After finding the line containing "filename apps/rostersync-cli/src/error.rs" below, please output that line and each following one through the line containing "pub enum CliError", exactly as written.

+ + + + +

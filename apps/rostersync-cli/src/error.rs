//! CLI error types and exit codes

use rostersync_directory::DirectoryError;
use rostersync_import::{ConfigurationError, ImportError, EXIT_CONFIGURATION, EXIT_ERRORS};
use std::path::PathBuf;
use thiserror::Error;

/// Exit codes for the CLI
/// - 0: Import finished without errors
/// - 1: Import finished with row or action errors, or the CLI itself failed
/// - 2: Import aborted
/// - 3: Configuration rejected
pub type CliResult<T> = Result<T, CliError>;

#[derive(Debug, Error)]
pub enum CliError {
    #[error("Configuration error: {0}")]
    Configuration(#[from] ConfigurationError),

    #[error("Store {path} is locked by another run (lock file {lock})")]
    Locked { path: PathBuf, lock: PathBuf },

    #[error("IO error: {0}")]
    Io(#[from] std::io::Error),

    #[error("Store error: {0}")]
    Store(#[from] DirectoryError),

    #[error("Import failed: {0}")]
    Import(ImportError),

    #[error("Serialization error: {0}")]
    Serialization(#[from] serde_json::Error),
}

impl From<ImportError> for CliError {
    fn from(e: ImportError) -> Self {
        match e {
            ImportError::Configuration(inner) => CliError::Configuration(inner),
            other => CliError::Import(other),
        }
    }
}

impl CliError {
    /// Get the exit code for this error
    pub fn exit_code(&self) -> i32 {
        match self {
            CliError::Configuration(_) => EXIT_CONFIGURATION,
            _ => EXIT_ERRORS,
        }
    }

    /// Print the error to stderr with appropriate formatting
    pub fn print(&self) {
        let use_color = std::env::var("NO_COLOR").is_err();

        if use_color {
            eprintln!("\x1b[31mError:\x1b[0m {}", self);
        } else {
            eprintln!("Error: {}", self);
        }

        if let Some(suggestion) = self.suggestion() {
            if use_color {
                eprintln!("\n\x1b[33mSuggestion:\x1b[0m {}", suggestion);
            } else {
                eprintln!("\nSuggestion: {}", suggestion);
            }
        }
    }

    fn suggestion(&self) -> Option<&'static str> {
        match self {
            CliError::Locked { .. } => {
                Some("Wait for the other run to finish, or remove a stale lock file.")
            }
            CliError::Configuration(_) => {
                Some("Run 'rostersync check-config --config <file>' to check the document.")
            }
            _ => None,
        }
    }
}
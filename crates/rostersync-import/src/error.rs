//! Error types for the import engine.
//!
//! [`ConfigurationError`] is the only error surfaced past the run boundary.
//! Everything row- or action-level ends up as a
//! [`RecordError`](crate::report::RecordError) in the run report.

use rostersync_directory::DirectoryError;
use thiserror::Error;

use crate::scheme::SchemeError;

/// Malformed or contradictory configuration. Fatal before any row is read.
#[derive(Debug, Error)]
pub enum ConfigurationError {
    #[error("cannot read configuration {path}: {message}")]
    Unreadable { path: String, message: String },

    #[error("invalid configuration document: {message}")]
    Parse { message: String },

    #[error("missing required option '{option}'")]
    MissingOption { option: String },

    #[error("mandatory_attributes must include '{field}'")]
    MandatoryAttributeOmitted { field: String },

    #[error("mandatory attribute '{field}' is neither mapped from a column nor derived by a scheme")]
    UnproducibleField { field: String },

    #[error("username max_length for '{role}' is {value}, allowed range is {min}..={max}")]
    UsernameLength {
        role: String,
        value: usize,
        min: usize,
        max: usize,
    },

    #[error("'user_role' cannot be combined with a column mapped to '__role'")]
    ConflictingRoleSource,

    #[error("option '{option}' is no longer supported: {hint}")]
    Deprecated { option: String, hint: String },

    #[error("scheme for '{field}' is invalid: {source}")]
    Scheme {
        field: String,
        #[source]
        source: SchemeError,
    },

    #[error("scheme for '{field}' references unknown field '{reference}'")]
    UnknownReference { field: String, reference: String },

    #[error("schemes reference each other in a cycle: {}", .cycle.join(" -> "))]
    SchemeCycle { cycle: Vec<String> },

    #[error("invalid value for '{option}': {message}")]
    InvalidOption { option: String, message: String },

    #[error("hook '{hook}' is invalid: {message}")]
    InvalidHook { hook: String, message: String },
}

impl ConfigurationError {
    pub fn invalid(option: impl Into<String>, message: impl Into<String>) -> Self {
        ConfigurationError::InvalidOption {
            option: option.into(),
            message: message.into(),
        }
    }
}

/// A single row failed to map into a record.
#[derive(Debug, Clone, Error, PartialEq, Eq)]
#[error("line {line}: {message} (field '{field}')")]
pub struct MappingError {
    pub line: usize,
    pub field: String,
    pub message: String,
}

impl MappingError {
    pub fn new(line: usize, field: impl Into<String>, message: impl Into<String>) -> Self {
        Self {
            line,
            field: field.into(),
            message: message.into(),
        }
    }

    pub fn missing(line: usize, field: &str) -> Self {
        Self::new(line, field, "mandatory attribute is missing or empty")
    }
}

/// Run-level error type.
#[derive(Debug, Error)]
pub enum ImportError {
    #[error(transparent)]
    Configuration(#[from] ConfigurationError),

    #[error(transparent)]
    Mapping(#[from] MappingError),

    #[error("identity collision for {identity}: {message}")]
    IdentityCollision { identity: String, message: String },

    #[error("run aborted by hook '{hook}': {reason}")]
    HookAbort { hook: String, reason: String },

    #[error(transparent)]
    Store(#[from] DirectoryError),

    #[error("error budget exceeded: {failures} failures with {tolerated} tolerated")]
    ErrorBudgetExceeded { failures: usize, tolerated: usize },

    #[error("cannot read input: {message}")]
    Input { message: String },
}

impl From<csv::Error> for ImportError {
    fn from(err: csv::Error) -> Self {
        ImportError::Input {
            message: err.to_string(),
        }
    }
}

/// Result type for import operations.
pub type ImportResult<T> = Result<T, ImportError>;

+ + + + +

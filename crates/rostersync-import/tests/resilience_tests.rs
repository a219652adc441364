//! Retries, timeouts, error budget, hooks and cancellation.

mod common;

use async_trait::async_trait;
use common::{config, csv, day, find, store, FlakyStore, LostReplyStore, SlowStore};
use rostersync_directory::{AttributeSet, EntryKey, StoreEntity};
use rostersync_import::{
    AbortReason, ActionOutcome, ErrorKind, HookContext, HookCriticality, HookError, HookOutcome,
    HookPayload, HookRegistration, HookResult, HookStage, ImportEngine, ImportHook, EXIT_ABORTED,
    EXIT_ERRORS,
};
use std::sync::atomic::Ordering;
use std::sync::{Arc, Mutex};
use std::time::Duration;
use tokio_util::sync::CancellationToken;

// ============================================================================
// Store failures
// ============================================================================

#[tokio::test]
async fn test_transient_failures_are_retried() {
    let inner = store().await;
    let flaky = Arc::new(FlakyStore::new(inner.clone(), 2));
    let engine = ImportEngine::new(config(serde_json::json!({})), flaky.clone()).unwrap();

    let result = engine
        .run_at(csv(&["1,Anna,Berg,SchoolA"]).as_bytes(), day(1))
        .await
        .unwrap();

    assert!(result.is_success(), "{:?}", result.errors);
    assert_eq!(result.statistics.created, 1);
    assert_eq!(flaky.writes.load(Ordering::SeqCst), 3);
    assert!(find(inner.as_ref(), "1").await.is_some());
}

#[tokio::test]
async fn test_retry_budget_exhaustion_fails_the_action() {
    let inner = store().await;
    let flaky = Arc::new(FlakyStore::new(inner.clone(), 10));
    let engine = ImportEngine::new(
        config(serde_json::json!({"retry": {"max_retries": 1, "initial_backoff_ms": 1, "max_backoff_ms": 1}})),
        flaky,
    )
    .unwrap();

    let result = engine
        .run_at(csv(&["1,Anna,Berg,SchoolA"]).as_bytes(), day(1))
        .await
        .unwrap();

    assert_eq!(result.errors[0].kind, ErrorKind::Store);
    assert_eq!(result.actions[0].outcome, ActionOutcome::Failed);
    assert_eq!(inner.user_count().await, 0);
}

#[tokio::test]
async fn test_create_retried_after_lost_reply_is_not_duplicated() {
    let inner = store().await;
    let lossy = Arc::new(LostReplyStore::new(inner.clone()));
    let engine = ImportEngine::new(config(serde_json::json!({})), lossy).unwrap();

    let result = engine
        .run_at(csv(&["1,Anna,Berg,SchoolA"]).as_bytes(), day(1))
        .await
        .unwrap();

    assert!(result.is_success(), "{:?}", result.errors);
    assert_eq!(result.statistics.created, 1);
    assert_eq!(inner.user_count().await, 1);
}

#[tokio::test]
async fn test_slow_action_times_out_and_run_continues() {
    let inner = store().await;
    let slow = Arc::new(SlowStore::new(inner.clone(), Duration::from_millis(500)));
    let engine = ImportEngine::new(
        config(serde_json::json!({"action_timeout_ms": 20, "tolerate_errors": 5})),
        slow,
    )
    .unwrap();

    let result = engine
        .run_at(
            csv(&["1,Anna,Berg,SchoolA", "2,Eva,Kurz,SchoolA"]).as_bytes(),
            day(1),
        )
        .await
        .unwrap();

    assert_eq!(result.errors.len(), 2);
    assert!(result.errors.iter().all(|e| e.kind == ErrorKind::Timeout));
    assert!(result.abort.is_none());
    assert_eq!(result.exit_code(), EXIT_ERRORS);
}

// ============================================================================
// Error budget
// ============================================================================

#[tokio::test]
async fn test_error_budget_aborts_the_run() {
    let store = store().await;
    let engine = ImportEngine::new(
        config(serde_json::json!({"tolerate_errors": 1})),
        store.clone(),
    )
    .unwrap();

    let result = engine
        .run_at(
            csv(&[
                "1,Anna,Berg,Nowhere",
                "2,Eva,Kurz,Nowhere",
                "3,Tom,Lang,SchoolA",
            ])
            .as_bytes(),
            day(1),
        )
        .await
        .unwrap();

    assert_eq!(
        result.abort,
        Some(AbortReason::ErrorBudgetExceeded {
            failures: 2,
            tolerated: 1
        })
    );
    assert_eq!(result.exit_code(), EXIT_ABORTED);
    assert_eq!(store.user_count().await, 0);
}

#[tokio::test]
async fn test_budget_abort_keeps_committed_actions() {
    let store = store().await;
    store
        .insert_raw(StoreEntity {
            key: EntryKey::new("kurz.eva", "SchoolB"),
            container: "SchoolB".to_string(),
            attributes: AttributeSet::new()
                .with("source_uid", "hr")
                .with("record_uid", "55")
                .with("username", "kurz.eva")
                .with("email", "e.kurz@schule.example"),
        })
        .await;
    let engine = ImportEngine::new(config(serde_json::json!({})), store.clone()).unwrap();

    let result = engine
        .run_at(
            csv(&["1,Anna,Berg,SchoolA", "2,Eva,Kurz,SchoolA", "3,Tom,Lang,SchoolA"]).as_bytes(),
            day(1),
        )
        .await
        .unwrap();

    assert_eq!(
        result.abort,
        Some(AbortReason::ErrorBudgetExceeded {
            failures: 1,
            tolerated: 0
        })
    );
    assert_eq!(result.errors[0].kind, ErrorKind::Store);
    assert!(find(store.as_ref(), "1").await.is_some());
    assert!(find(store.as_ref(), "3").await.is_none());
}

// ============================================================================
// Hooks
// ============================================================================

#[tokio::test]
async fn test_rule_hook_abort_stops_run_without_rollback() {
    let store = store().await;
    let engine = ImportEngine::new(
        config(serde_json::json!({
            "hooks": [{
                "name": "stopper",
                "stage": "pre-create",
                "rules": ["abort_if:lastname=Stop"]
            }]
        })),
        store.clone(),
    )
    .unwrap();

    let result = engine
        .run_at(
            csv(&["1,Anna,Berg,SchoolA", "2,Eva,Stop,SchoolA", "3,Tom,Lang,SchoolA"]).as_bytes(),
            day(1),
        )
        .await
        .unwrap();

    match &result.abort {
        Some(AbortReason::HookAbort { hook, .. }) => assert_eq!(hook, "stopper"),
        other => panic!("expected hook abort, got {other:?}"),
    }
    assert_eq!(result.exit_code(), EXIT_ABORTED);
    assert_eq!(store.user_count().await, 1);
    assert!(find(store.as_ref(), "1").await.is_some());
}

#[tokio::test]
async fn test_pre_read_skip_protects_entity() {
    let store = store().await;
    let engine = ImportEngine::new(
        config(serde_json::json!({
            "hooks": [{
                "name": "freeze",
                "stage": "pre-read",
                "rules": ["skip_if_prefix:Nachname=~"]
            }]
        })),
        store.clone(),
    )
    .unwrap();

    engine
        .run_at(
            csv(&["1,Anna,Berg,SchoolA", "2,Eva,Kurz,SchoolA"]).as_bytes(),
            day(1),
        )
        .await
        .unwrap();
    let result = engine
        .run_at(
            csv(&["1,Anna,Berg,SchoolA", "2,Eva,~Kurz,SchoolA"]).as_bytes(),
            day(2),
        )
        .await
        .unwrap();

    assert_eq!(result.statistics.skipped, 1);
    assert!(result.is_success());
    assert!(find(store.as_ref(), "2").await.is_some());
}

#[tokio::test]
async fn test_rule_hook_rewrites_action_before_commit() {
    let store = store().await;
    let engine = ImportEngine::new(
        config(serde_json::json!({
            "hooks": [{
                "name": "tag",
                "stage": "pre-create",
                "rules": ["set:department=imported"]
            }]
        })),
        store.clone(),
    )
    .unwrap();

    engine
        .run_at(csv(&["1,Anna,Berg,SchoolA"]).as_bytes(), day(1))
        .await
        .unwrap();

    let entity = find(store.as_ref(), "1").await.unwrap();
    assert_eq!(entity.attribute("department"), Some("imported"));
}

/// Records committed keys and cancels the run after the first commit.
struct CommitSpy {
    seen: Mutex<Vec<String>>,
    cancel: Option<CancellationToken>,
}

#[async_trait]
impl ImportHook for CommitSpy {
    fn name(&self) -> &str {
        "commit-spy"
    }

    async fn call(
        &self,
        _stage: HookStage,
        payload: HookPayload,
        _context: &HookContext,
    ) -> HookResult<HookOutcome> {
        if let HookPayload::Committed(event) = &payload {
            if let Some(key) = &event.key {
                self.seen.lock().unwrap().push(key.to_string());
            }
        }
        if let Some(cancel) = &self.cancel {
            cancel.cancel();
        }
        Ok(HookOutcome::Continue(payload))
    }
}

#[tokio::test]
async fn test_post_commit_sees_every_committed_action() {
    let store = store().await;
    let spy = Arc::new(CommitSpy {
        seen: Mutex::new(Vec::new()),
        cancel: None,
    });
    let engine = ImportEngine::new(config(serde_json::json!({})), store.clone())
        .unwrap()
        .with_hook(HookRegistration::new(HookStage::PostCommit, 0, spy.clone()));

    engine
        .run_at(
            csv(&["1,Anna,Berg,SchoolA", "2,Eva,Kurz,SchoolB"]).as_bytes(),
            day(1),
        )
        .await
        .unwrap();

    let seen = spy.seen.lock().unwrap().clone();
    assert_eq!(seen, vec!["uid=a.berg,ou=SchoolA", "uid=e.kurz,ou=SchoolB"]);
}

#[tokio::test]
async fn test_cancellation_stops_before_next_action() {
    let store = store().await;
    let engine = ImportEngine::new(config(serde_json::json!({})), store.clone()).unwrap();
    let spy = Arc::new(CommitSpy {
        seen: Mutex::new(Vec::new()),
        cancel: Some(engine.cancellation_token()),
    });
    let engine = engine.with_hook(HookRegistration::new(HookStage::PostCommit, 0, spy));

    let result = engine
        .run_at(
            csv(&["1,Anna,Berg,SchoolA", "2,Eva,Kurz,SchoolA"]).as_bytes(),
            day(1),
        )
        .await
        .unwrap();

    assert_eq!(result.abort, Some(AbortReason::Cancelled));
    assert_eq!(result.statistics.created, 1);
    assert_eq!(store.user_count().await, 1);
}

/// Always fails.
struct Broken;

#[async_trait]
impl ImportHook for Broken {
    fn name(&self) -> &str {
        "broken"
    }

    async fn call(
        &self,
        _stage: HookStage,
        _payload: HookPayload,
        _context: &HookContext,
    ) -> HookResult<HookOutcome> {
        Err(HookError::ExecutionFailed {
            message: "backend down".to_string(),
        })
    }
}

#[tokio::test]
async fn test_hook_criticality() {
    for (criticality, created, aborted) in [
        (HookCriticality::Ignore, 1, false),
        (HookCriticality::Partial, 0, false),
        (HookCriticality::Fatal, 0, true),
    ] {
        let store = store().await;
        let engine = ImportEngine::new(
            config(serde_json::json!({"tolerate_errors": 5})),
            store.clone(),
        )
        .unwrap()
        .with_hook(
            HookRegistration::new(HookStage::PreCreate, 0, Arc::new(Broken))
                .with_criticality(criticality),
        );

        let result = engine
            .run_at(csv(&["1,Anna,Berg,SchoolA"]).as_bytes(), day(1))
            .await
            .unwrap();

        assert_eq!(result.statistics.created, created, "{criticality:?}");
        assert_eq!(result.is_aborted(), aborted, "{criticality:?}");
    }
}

+ + + + +

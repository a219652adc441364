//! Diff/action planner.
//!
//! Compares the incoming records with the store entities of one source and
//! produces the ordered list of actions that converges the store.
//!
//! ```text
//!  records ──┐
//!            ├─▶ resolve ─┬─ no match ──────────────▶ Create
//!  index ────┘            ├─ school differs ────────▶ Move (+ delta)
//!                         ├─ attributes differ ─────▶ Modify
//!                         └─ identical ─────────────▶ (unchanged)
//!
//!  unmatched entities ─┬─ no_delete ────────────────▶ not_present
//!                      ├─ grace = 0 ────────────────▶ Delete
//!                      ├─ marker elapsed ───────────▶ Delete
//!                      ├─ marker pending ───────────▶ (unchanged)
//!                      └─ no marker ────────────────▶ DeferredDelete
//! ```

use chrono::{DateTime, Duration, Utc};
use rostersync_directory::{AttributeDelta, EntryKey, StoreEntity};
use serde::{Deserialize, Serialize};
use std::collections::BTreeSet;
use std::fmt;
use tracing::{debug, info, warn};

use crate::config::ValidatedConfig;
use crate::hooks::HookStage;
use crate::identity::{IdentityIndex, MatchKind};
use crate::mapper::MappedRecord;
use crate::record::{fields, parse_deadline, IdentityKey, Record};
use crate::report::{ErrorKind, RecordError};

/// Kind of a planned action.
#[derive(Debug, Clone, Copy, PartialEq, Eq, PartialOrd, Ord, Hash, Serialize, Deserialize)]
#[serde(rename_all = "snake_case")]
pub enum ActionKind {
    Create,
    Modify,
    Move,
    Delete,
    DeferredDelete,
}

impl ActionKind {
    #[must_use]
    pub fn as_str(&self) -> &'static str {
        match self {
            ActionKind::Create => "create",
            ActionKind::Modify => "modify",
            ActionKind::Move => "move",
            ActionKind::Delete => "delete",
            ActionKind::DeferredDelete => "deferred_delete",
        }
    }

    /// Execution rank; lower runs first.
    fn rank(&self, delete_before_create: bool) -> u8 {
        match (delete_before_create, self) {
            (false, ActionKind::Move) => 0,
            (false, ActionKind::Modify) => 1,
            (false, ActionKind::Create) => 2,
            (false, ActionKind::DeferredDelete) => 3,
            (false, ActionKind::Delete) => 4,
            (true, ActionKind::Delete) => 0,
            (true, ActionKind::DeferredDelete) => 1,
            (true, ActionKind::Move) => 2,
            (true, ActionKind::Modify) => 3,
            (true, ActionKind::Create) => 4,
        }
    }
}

+ + + + +

#### Expected answer:
filename apps/rostersync-cli/src/error.rs
//! CLI error types and exit codes

use rostersync_directory::DirectoryError;
use rostersync_import::{ConfigurationError, ImportError, EXIT_CONFIGURATION, EXIT_ERRORS};
use std::path::PathBuf;
use thiserror::Error;

/// Exit codes for the CLI
/// - 0: Import finished without errors
/// - 1: Import finished with row or action errors, or the CLI itself failed
/// - 2: Import aborted
/// - 3: Configuration rejected
pub type CliResult<T> = Result<T, CliError>;

#[derive(Debug, Error)]
pub enum CliError {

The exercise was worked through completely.